Pour moi la principale raison est qu’il s’agit d’une œuvre qui parle de gens ordinaires et qui nous montre tels que nous sommes. Il n’y est pas question de rois et de reines ou de créatures mythologiques. Ce sont des personnages ordinaires qui sont jeunes et qui tombent amoureux. Nous avons tous été jeunes et nous sommes tous tombés amoureux donc nous comprenons ce que c’est que d’avoir le cœur brisé et nous comprenons ce que ça veut dire de désirer une chose si fortement qu’on est prêt à abandonner tout le reste pour l’avoir. Ce que j’aime beaucoup en général chez Puccini, c’est qu’il y a chez lui une forme d’immédiateté qui n’est ni cérébrale ni intellectuelle. Il est très habile, il est brillant, mais il a cette capacité à vous saisir en quelque sorte directement. On dit parfois qu’il nous manipule. Mais cela ne me déplaît pas d’être manipulée ainsi par une œuvre d’art.

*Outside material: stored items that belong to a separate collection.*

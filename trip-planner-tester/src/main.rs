mod common;
mod logic;

use anyhow::{Context, Result};
use clap::{Parser, ValueEnum};
use colored::Colorize;
use std::fs::File;
use std::io::{BufWriter, Write, stdout};
use std::path::{Path, PathBuf};
use std::time::Instant;
use trip_planner_core::Catalog;

use common::split_csv;
use logic::{LogicTester, ScenarioResult, get_scenario, list_scenarios};

#[derive(Debug, Clone, Copy, PartialEq, Eq, ValueEnum)]
pub enum ReportFormat {
    /// Colored summary for a terminal
    Console,
    /// Machine-readable results
    Json,
    /// Results as a Markdown document
    Markdown,
}

#[derive(Debug, Parser)]
#[command(name = "trip-planner-tester", version = "0.1.0")]
#[command(about = "Headless QA runs for the trip planner wizard")]
struct Args {
    /// Scenarios to run (comma-separated, or "all")
    #[arg(long, default_value = "smoke")]
    scenarios: String,

    /// List all available scenarios and exit
    #[arg(long)]
    list_scenarios: bool,

    /// Number of iterations per scenario; iterations vary the trip length
    #[arg(long, default_value_t = 7)]
    iterations: usize,

    /// Output report format
    #[arg(long, value_enum, default_value_t = ReportFormat::Console)]
    report: ReportFormat,

    /// Catalog JSON to test against instead of the bundled one
    #[arg(long)]
    catalog: Option<PathBuf>,

    /// Verbose output
    #[arg(short, long)]
    verbose: bool,

    /// Optional path to write the report output instead of stdout
    #[arg(long)]
    output: Option<PathBuf>,
}

#[tokio::main]
async fn main() -> Result<()> {
    env_logger::init();
    let args = Args::parse();

    if maybe_list_scenarios(&args)? {
        return Ok(());
    }

    announce_banner();

    let start_time = Instant::now();
    let catalog = load_catalog(args.catalog.as_deref())?;
    let scenarios = expand_scenarios(&args.scenarios);
    let results = run_scenarios(&args, &catalog, &scenarios).await;

    write_reports(&args, &results, start_time)?;

    if results.iter().any(|r| !r.passed) {
        std::process::exit(1);
    }

    Ok(())
}

fn maybe_list_scenarios(args: &Args) -> Result<bool> {
    if !args.list_scenarios {
        return Ok(false);
    }
    let mut output_target = OutputTarget::new(args.output.clone())?;
    writeln!(output_target.writer(), "Available scenarios:")?;
    for scenario in list_scenarios() {
        writeln!(
            output_target.writer(),
            "  {:20} - {}",
            scenario.name,
            scenario.description
        )?;
    }
    output_target.flush_inner()?;
    Ok(true)
}

fn announce_banner() {
    println!("{}", "🧳 Trip Planner Automated Tester".bright_cyan().bold());
    println!("{}", "================================".cyan());
}

fn load_catalog(path: Option<&Path>) -> Result<Catalog> {
    let Some(path) = path else {
        return Catalog::load_embedded().context("bundled catalog is invalid");
    };
    let json = std::fs::read_to_string(path)
        .with_context(|| format!("failed to read {}", path.display()))?;
    let catalog = Catalog::from_json(&json)
        .with_context(|| format!("failed to parse catalog {}", path.display()))?;
    log::info!("loaded {} catalog items from {}", catalog.len(), path.display());
    Ok(catalog)
}

fn expand_scenarios(scenarios_arg: &str) -> Vec<String> {
    let mut scenarios = split_csv(scenarios_arg);
    if scenarios.iter().any(|s| s == "all") {
        scenarios.retain(|s| s != "all");
        for scenario in list_scenarios() {
            if !scenarios.iter().any(|s| s == scenario.name) {
                scenarios.push(scenario.name.to_string());
            }
        }
    }
    scenarios
}

async fn run_scenarios(args: &Args, catalog: &Catalog, scenarios: &[String]) -> Vec<ScenarioResult> {
    println!("{}", "🧠 Running Planner Scenarios".bright_yellow().bold());
    println!("{}", "-".repeat(30).yellow());

    let tester = LogicTester::new(catalog, args.verbose);
    let mut results = Vec::with_capacity(scenarios.len());
    for name in scenarios {
        match get_scenario(name) {
            Ok(scenario) => results.push(tester.run_scenario(&scenario, args.iterations).await),
            Err(err) => {
                println!("⚠️  {}", err.to_string().yellow());
                results.push(ScenarioResult {
                    scenario_name: name.clone(),
                    passed: false,
                    iterations_run: 0,
                    successful_iterations: 0,
                    failures: vec![err.to_string()],
                    average_duration: std::time::Duration::ZERO,
                });
            }
        }
    }
    results
}

fn write_reports(args: &Args, results: &[ScenarioResult], start_time: Instant) -> Result<()> {
    let mut output_target = OutputTarget::new(args.output.clone())?;
    match args.report {
        ReportFormat::Json => logic::reports::generate_json_report(&mut output_target, results)?,
        ReportFormat::Markdown => {
            logic::reports::generate_markdown_report(&mut output_target, results)?;
        }
        ReportFormat::Console => {
            if results.is_empty() {
                writeln!(&mut output_target, "No planner scenarios executed.")?;
            } else {
                logic::reports::generate_console_report(
                    &mut output_target,
                    results,
                    start_time.elapsed(),
                )?;
            }
            writeln!(&mut output_target)?;
            writeln!(&mut output_target, "🏁 Total time: {:?}", start_time.elapsed())?;
        }
    }
    output_target.flush_inner()?;
    Ok(())
}

enum OutputTarget {
    Stdout(BufWriter<std::io::Stdout>),
    File(BufWriter<File>),
}

impl OutputTarget {
    fn new(path: Option<PathBuf>) -> Result<Self> {
        if let Some(path) = path {
            let file = File::create(&path)
                .with_context(|| format!("failed to create {}", path.display()))?;
            Ok(Self::File(BufWriter::new(file)))
        } else {
            Ok(Self::Stdout(BufWriter::new(stdout())))
        }
    }

    fn writer(&mut self) -> &mut dyn Write {
        match self {
            Self::Stdout(w) => w,
            Self::File(w) => w,
        }
    }

    fn flush_inner(&mut self) -> std::io::Result<()> {
        match self {
            Self::Stdout(w) => w.flush(),
            Self::File(w) => w.flush(),
        }
    }
}

impl Write for OutputTarget {
    fn write(&mut self, buf: &[u8]) -> std::io::Result<usize> {
        self.writer().write(buf)
    }

    fn flush(&mut self) -> std::io::Result<()> {
        self.flush_inner()
    }
}
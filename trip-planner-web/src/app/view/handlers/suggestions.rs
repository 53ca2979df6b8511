use crate::app::state::AppState;
use crate::planner::TripPlan;
use yew::prelude::*;

pub fn build_select_plan(state: &AppState) -> Callback<TripPlan> {
    let session_handle = state.session.clone();
    let prompt = state.prompt.clone();
    Callback::from(move |plan: TripPlan| {
        let mut sess = (*session_handle).clone();
        crate::a11y::set_status(&format!("{} selected", plan.title));
        sess.select_plan(plan);
        prompt.set(None);
        session_handle.set(sess);
    })
}
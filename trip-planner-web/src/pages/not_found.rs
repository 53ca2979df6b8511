use yew::prelude::*;

/// Shown when the address does not match a wizard step.
#[derive(Properties, PartialEq)]
pub struct Props {
    pub on_go_home: Callback<()>,
}

#[function_component(NotFound)]
pub fn not_found(props: &Props) -> Html {
    let go_home = {
        let cb = props.on_go_home.clone();
        Callback::from(move |_| cb.emit(()))
    };

    html! {
        <section class="panel not-found" aria-live="assertive">
            <h1>{ "Page not found" }</h1>
            <p>{ "This page is not part of the trip planner." }</p>
            <button type="button" onclick={go_home}>
                { "Back to the planner" }
            </button>
        </section>
    }
}
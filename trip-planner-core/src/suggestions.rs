//! Mocked "AI" trip suggestions.
//!
//! The provider is synchronous and deterministic; the artificial wait lives in the
//! caller (a browser timer in the web front-end, [`SuggestionTask`] natively) so it can
//! be cancelled without touching the session.
use crate::numbers::{i64_to_f64, percent_of, round_f64_to_i64};
use crate::user_info::UserInfo;
use serde::{Deserialize, Serialize};

/// Default wait before suggestions appear.
pub const SUGGESTION_DELAY_MS: u64 = 3000;

/// A pre-packaged trip the user can choose instead of customizing day by day.
#[derive(Debug, Clone, PartialEq, Eq, Serialize, Deserialize)]
pub struct TripPlan {
    pub id: String,
    pub title: String,
    pub cities: Vec<String>,
    pub duration: u32,
    /// Whole currency units
    pub budget: i64,
    pub theme: String,
    pub description: String,
    pub highlights: Vec<String>,
    #[serde(default)]
    pub badge: Option<String>,
}

impl TripPlan {
    /// `"Dubai → Abu Dhabi"`
    #[must_use]
    pub fn route_label(&self) -> String {
        self.cities.join(" → ")
    }
}

/// Map a budget range label to the base budget the plans are scaled from.
#[must_use]
pub fn base_budget_for(budget_label: &str) -> i64 {
    if budget_label.contains("25,000") {
        35_000
    } else if budget_label.contains("50,000") {
        65_000
    } else if budget_label.contains("1,00,000") {
        120_000
    } else {
        85_000
    }
}

struct PlanTemplate {
    id: &'static str,
    title: &'static str,
    cities: &'static [&'static str],
    multiplier: f64,
    theme: &'static str,
    description: &'static str,
    highlights: [&'static str; 5],
    badge: &'static str,
}

const PLAN_TEMPLATES: [PlanTemplate; 3] = [
    PlanTemplate {
        id: "1",
        title: "Dubai Luxury Experience",
        cities: &["Dubai"],
        multiplier: 1.2,
        theme: "Luxury & Modern Marvels",
        description: "Experience the pinnacle of luxury in the world's most glamorous city",
        highlights: [
            "Burj Khalifa Top Deck",
            "Atlantis The Palm Stay",
            "Dubai Mall Shopping",
            "Desert Safari Adventure",
            "Luxury SUV Transport",
        ],
        badge: "🏆 Most Popular",
    },
    PlanTemplate {
        id: "2",
        title: "UAE Grand Tour",
        cities: &["Dubai", "Abu Dhabi", "Ras Al Khaimah"],
        multiplier: 0.9,
        theme: "Cultural Heritage & Adventure",
        description: "Discover the rich culture and modern wonders across three emirates",
        highlights: [
            "Sheikh Zayed Grand Mosque",
            "Ferrari World Abu Dhabi",
            "Jebel Jais Zipline",
            "Louvre Abu Dhabi",
            "Multi-Emirate Experience",
        ],
        badge: "🌟 Best Value",
    },
    PlanTemplate {
        id: "3",
        title: "Family Fun UAE",
        cities: &["Dubai", "Abu Dhabi"],
        multiplier: 0.8,
        theme: "Family Entertainment",
        description: "Perfect family adventure with theme parks and kid-friendly attractions",
        highlights: [
            "Wild Wadi Waterpark",
            "Ski Dubai Experience",
            "Warner Bros World",
            "Dubai Miracle Garden",
            "Family-Friendly Hotels",
        ],
        badge: "👨‍👩‍👧‍👦 Family Favorite",
    },
];

/// The three canned plans, scaled to the traveler's budget and duration.
#[must_use]
pub fn mock_plans(info: &UserInfo) -> Vec<TripPlan> {
    let base = i64_to_f64(base_budget_for(&info.budget));
    PLAN_TEMPLATES
        .iter()
        .map(|template| TripPlan {
            id: template.id.to_string(),
            title: template.title.to_string(),
            cities: template.cities.iter().map(ToString::to_string).collect(),
            duration: info.duration,
            budget: round_f64_to_i64(base * template.multiplier),
            theme: template.theme.to_string(),
            description: template.description.to_string(),
            highlights: template.highlights.iter().map(ToString::to_string).collect(),
            badge: Some(template.badge.to_string()),
        })
        .collect()
}

/// Source of suggested plans. A real backend would implement this.
pub trait SuggestionProvider {
    fn suggest(&self, info: &UserInfo) -> Vec<TripPlan>;
}

#[derive(Debug, Clone, Copy, Default)]
pub struct MockSuggestions;

impl SuggestionProvider for MockSuggestions {
    fn suggest(&self, info: &UserInfo) -> Vec<TripPlan> {
        log::debug!("generating mock suggestions for budget '{}'", info.budget);
        mock_plans(info)
    }
}

/// Loading-bar percentage after `elapsed_ms` of a `delay_ms` wait.
#[must_use]
pub fn progress_for_elapsed(elapsed_ms: u64, delay_ms: u64) -> u8 {
    if delay_ms == 0 {
        return 100;
    }
    percent_of(elapsed_ms, delay_ms)
}

#[cfg(feature = "async")]
pub use task::SuggestionTask;

#[cfg(feature = "async")]
mod task {
    use super::{SuggestionProvider, TripPlan};
    use crate::error::SuggestionError;
    use crate::user_info::UserInfo;
    use std::time::Duration;
    use tokio::task::JoinHandle;

    /// Delayed suggestion request running on the tokio runtime.
    #[derive(Debug)]
    pub struct SuggestionTask {
        handle: JoinHandle<Vec<TripPlan>>,
    }

    impl SuggestionTask {
        pub fn spawn<P>(provider: P, info: UserInfo, delay: Duration) -> Self
        where
            P: SuggestionProvider + Send + 'static,
        {
            let handle = tokio::spawn(async move {
                tokio::time::sleep(delay).await;
                provider.suggest(&info)
            });
            Self { handle }
        }

        /// Abort the wait. A later [`wait`](Self::wait) reports `Cancelled`.
        pub fn cancel(&self) {
            self.handle.abort();
        }

        #[must_use]
        pub fn is_finished(&self) -> bool {
            self.handle.is_finished()
        }

        /// # Errors
        ///
        /// Returns `Cancelled` after [`cancel`](Self::cancel), or `Failed` if the task panicked.
        pub async fn wait(self) -> Result<Vec<TripPlan>, SuggestionError> {
            match self.handle.await {
                Ok(plans) => Ok(plans),
                Err(err) if err.is_cancelled() => Err(SuggestionError::Cancelled),
                Err(err) => Err(SuggestionError::Failed(err.to_string())),
            }
        }
    }
}
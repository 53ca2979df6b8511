use crate::app::state::AppState;
use crate::pages::summary::BookingStatus;
use crate::planner::{Catalog, ExportError, TripSession, render_text};
use yew::prelude::*;

/// Simulated payment processing time.
pub const BOOKING_DELAY_MS: i32 = 3000;

const EXPORT_FAILED: &str = "Error generating your itinerary file. Please try again.";

/// File name and text of the downloadable itinerary.
///
/// # Errors
///
/// Returns an [`ExportError`] when the document cannot be produced.
pub fn export_document(
    session: &TripSession,
    catalog: &Catalog,
) -> Result<(String, String), ExportError> {
    let summary = session.summary(catalog);
    let text = render_text(&summary)?;
    Ok((summary.export_filename(), text))
}

fn report_export_failure(detail: &str) {
    log::error!("itinerary export failed: {detail}");
    crate::dom::console_error(&format!("itinerary export failed: {detail}"));
    crate::dom::alert(EXPORT_FAILED);
}

pub fn build_export(state: &AppState) -> Callback<()> {
    let session_handle = state.session.clone();
    let catalog = state.catalog.clone();
    Callback::from(move |()| match export_document(&session_handle, &catalog) {
        Ok((filename, text)) => match crate::dom::download_text(&filename, &text) {
            Ok(()) => log::info!("downloaded {filename}"),
            Err(err) => report_export_failure(&crate::dom::js_error_message(&err)),
        },
        Err(err) => report_export_failure(&err.to_string()),
    })
}

pub fn build_preview(state: &AppState) -> Callback<bool> {
    let show_preview = state.show_preview.clone();
    Callback::from(move |open: bool| show_preview.set(open))
}

pub fn build_book(state: &AppState) -> Callback<()> {
    let booking = state.booking.clone();
    Callback::from(move |()| {
        if *booking != BookingStatus::Idle {
            return;
        }
        booking.set(BookingStatus::Processing);
        #[cfg(target_arch = "wasm32")]
        {
            let booking = booking.clone();
            wasm_bindgen_futures::spawn_local(async move {
                if let Err(err) = crate::dom::sleep_ms(BOOKING_DELAY_MS).await {
                    crate::dom::console_error(&crate::dom::js_error_message(&err));
                }
                booking.set(BookingStatus::Confirmed);
                crate::a11y::set_status("Booking confirmed");
            });
        }
        #[cfg(not(target_arch = "wasm32"))]
        booking.set(BookingStatus::Confirmed);
    })
}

Vous êtes spécialisée dans la mise en scène d’opéra. D’où vient chez vous ce goût pour l’art lyrique, au point d’en avoir fait votre métier ?

J’ai été élevée en Irlande à Kilkenny dans une famille où l’on aimait la musique sans pour autant la pratiquer. Un des premiers opéras qui m’a profondément marquée, c’est Flavio, re di Longobardi, de Haendel. J’étais tellement emballée que j’ai attendu près de l’entrée des loges espérant entendre où les chanteurs allaient boire un verre après la représentation pour être dans la même salle qu’eux et respirer le même air. Quand je suis partie à Londres pour faire un master en critique d’art, j’ai commencé à aller très souvent voir des opéras. Je me souviens en particulier d’avoir assisté au Crépuscule des dieux, mis en scène par Richard Jones. Cela m’a soufflée, c’était extraordinaire. J’ai senti qu’il y avait là quelque chose qui me correspondait. Bien sûr je ne pouvais pas chanter ni diriger un orchestre, mais je me suis dit que pouvais faire de la mise en scène. Parce que j’aime organiser et que j’ai une vision claire. Le fait que l’opéra soit un art visuel est quelque chose de très important pour moi. Quand je travaille sur une œuvre, je considère que la scénographie est un personnage à part entière du spectacle. C’est pour ça que je fais en sorte que le décor ne soit pas réduit à un arrière-fond mais qu’au contraire il évolue et se transforme à vue pour que le public ait cette expérience d’une magie en trois dimensions où le décor, la musique, la lumière, le jeu et le chant composent un tout organique. Pour moi, c’est la plus belle forme d’art.

La Bohème de Puccini, mise en scène Orpha Phelan, direction musicale Roderick Cox, Orchestre national Montpellier Occitanie. Du 22 au 26 mai à l’Opéra Berlioz / Le Corum, Montpellier.